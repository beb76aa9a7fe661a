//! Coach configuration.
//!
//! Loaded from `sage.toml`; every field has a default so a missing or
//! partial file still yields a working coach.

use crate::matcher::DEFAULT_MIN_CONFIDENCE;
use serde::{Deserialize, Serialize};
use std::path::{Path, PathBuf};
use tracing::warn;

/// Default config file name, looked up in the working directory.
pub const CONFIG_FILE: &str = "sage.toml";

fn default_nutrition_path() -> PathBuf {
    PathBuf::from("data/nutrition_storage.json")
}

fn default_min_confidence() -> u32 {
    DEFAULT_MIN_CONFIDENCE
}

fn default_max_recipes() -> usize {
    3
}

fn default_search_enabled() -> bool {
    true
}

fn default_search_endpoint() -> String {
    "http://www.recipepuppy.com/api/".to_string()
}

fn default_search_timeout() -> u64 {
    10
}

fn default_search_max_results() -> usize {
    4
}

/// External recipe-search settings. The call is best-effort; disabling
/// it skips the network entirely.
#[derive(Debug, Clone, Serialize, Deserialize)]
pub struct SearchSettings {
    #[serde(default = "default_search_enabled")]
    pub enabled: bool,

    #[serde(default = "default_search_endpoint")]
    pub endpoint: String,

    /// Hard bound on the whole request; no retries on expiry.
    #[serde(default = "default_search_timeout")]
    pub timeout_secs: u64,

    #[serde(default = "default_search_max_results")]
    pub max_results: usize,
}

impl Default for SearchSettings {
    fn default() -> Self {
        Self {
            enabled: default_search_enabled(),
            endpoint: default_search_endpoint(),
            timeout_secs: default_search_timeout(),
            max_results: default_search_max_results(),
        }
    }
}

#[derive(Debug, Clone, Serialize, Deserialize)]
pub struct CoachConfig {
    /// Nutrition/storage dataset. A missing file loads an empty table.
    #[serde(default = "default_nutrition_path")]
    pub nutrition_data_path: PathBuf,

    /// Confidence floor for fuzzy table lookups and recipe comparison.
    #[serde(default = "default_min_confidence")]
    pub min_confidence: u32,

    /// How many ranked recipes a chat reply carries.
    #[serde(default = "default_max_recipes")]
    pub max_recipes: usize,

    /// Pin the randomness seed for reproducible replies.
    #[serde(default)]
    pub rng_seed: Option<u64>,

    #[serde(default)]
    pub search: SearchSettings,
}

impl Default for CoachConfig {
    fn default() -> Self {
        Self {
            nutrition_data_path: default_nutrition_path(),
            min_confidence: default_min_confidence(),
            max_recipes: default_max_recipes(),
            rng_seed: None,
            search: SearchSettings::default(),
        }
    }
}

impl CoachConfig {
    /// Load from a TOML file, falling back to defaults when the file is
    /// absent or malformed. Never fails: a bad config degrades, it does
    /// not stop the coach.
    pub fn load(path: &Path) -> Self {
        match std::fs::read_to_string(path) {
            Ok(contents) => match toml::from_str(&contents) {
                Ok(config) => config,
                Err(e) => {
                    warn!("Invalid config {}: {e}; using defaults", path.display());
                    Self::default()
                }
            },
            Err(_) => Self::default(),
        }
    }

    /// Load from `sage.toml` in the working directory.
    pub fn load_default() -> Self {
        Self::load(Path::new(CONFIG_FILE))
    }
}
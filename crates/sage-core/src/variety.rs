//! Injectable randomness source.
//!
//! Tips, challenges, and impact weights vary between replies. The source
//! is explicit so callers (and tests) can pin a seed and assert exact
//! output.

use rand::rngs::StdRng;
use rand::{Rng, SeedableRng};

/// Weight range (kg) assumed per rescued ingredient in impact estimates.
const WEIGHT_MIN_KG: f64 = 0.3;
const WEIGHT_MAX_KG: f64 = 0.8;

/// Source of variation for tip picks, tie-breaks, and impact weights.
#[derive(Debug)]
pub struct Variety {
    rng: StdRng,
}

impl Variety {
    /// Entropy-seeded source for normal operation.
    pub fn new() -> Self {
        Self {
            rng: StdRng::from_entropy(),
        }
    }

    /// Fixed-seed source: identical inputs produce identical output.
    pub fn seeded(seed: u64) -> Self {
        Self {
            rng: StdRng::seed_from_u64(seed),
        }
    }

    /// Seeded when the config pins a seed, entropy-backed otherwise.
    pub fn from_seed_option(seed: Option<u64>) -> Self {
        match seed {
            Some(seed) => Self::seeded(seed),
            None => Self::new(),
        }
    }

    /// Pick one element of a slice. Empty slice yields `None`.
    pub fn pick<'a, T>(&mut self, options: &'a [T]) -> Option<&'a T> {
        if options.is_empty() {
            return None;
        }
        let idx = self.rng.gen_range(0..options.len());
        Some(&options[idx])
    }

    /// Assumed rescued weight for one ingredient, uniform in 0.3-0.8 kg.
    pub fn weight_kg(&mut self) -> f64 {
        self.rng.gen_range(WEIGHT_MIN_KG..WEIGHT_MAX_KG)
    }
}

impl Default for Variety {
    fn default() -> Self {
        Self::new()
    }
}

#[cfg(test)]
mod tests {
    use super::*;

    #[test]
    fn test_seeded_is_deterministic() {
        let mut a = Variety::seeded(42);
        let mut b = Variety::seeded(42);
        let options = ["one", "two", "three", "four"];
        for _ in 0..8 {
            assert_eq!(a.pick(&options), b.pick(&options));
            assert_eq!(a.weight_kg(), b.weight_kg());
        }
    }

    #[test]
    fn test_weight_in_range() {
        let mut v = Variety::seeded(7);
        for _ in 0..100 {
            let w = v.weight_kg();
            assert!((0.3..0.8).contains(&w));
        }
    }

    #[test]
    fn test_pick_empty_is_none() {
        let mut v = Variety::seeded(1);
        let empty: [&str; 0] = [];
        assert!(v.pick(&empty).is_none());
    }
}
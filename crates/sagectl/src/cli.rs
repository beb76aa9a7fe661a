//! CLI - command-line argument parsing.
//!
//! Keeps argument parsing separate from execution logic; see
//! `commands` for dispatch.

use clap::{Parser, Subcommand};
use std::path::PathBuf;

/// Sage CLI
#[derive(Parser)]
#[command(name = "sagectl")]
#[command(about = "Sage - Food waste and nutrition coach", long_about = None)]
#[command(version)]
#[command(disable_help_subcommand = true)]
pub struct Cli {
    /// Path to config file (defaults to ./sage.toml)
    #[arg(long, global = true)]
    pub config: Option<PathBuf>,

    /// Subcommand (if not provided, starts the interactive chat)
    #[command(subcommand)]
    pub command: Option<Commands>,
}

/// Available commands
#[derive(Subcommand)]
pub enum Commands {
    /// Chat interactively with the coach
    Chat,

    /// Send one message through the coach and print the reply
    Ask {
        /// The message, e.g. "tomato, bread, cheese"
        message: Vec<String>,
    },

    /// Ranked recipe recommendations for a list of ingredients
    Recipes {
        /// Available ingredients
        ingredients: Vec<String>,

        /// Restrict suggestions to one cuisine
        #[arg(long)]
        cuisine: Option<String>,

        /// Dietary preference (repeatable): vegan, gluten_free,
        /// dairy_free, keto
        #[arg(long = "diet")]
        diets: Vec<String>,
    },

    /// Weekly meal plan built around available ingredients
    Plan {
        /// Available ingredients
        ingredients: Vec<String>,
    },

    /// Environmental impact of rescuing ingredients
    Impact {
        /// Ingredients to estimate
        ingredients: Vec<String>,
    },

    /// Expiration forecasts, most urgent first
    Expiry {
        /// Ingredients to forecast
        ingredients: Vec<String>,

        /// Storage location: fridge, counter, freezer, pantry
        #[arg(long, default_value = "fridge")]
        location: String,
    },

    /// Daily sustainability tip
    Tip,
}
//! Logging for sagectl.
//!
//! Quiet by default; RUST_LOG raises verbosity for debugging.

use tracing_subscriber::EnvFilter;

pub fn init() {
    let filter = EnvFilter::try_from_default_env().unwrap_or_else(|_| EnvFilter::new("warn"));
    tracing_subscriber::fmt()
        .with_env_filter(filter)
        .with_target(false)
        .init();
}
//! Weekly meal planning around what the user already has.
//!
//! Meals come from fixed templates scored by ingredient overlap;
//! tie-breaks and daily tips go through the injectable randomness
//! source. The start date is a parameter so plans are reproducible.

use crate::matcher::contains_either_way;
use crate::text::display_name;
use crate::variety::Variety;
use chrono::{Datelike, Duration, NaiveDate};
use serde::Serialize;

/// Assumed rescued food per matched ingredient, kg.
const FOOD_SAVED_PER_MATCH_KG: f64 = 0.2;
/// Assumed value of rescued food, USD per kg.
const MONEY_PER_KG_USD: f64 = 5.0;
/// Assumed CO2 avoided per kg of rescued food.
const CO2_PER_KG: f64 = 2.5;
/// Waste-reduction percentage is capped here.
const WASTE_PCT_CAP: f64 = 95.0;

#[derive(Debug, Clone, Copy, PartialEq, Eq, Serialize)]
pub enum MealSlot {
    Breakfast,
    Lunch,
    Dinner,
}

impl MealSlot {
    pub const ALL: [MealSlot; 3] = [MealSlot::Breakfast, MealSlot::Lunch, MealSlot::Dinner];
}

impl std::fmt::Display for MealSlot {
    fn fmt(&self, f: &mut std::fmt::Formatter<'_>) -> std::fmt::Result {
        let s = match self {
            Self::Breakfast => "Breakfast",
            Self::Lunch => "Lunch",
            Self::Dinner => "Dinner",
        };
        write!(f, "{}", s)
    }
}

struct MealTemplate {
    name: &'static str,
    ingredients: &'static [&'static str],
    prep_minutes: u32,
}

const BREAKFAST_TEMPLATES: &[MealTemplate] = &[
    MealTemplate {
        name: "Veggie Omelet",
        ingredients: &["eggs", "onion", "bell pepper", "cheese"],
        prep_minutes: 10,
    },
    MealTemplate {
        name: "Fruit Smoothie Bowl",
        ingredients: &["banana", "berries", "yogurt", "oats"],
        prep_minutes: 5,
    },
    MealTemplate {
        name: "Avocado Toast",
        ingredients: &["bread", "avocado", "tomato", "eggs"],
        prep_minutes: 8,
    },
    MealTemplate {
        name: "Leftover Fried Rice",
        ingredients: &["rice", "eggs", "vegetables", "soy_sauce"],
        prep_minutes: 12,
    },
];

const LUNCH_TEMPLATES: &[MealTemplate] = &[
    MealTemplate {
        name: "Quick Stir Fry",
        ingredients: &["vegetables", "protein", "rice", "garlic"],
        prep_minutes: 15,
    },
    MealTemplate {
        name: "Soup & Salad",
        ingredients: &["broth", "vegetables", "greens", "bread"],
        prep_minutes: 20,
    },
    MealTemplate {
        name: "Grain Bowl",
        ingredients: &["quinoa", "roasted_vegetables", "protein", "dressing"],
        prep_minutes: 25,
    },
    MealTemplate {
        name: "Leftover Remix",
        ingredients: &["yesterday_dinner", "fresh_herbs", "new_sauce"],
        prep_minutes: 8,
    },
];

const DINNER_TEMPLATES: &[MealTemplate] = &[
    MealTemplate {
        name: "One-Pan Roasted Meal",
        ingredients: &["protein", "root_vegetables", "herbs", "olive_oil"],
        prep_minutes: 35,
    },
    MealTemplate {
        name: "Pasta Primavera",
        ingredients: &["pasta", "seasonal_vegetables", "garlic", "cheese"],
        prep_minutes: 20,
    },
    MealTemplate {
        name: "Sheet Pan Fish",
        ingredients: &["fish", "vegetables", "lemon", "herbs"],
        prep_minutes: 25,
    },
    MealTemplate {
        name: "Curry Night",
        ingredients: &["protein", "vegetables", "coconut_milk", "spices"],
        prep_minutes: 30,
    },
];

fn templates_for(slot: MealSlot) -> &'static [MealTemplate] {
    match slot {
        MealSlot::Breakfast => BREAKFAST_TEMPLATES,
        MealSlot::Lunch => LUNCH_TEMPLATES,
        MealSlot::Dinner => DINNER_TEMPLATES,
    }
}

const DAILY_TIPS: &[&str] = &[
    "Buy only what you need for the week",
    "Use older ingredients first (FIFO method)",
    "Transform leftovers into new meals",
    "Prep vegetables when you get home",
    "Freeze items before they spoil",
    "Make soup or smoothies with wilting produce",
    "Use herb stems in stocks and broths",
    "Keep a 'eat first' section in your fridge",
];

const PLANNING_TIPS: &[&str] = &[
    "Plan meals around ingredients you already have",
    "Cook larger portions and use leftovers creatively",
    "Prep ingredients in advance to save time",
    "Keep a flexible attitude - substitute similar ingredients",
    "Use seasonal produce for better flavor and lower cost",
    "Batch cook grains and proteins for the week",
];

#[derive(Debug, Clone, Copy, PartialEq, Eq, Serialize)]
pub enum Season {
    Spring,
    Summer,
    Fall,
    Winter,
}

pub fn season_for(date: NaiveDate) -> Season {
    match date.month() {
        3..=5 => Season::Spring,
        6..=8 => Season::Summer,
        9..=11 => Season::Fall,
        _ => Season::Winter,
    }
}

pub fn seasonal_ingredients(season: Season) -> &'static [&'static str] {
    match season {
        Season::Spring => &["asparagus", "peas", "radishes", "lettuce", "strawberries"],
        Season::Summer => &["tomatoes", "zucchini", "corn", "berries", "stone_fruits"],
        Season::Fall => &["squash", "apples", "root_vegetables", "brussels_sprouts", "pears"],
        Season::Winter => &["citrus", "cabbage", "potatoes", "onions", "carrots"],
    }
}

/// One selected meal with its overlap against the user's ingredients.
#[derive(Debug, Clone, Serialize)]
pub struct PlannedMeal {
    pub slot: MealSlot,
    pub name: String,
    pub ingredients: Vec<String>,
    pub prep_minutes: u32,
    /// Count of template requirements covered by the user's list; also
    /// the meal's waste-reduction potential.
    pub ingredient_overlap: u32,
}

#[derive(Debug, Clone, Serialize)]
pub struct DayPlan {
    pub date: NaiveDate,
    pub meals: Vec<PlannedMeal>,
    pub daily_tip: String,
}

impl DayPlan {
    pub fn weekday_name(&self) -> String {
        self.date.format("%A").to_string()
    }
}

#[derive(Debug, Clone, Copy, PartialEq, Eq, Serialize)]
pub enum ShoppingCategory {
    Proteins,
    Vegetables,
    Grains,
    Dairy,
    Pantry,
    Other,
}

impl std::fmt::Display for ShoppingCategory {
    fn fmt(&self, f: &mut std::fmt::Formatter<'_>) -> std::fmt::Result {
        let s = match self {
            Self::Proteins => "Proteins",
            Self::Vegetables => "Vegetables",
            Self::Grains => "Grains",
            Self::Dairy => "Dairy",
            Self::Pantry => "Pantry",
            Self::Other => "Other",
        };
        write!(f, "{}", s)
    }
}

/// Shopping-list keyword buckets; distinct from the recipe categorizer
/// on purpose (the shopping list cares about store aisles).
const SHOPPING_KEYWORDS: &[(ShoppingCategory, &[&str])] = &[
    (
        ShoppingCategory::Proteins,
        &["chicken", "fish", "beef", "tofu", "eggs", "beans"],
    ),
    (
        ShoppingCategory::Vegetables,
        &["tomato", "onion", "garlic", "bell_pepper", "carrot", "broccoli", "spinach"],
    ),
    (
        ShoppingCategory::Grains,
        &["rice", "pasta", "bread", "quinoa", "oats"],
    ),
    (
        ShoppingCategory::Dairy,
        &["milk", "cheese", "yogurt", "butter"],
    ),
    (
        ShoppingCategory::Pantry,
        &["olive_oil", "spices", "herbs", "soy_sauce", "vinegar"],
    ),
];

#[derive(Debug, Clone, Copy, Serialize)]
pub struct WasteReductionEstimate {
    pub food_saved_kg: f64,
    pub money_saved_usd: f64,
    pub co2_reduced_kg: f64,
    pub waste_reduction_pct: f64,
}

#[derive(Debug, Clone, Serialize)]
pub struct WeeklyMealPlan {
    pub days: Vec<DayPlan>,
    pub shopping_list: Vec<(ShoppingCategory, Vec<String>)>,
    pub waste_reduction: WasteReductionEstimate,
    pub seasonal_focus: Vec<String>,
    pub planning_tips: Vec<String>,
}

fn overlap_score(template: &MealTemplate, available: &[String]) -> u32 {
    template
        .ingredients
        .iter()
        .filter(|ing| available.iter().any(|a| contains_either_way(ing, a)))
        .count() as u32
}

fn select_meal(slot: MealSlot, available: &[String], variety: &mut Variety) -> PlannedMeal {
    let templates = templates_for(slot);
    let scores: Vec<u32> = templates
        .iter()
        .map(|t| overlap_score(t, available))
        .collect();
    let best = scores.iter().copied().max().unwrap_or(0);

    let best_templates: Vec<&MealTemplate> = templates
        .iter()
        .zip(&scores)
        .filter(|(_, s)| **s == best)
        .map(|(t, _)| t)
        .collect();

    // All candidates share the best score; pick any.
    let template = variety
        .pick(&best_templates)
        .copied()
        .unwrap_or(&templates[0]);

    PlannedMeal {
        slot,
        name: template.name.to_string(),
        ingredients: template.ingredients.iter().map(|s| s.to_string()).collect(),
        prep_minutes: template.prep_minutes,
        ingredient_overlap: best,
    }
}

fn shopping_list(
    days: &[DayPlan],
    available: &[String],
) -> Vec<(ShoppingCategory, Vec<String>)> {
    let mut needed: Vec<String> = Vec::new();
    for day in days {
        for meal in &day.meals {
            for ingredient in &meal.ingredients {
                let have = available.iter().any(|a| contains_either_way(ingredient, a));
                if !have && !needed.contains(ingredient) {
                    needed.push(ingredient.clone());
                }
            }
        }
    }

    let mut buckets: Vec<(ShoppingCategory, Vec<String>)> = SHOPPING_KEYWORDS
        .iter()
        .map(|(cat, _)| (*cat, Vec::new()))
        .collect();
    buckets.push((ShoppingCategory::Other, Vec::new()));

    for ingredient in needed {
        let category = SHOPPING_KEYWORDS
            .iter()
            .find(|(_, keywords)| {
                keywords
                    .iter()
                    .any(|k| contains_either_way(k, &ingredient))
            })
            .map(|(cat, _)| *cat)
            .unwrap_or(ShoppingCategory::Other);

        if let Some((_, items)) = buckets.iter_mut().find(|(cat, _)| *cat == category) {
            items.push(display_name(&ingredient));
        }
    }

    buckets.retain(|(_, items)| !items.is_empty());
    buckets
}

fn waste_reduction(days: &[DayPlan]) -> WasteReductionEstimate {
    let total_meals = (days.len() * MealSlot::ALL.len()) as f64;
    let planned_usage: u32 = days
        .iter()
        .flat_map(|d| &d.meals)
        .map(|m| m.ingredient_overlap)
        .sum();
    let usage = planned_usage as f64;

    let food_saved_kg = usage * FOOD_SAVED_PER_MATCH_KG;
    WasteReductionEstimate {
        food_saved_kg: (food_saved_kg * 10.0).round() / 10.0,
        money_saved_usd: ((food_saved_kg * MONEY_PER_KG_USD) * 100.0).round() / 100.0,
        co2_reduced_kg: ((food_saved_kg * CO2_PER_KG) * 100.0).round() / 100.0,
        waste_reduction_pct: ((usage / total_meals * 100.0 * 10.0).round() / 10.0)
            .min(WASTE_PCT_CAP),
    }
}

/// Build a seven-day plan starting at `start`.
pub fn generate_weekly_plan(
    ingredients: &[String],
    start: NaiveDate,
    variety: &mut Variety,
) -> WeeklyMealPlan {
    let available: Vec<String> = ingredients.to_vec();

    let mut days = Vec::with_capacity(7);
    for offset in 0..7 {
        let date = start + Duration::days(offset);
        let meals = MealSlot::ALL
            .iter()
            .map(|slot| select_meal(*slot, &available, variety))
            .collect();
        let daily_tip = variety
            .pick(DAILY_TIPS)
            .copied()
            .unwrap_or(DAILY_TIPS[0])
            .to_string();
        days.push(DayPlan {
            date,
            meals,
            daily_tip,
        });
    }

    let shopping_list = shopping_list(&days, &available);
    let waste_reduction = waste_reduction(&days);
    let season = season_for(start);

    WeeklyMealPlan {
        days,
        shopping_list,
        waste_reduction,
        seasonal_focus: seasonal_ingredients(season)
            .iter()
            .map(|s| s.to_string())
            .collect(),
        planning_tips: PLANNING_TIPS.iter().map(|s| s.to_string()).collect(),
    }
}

◇ ◇ ◇

### WHAT IS NEEDED
Within the listing above, give again exactly every line from the line with "and assert exact" through the line with "and impact weights.", both included, and no other line.

### RESULT FOR THIS TASK
//! is explicit so callers (and tests) can pin a seed and assert exact
//! output.

use rand::rngs::StdRng;
use rand::{Rng, SeedableRng};

/// Weight range (kg) assumed per rescued ingredient in impact estimates.
const WEIGHT_MIN_KG: f64 = 0.3;
const WEIGHT_MAX_KG: f64 = 0.8;

/// Source of variation for tip picks, tie-breaks, and impact weights.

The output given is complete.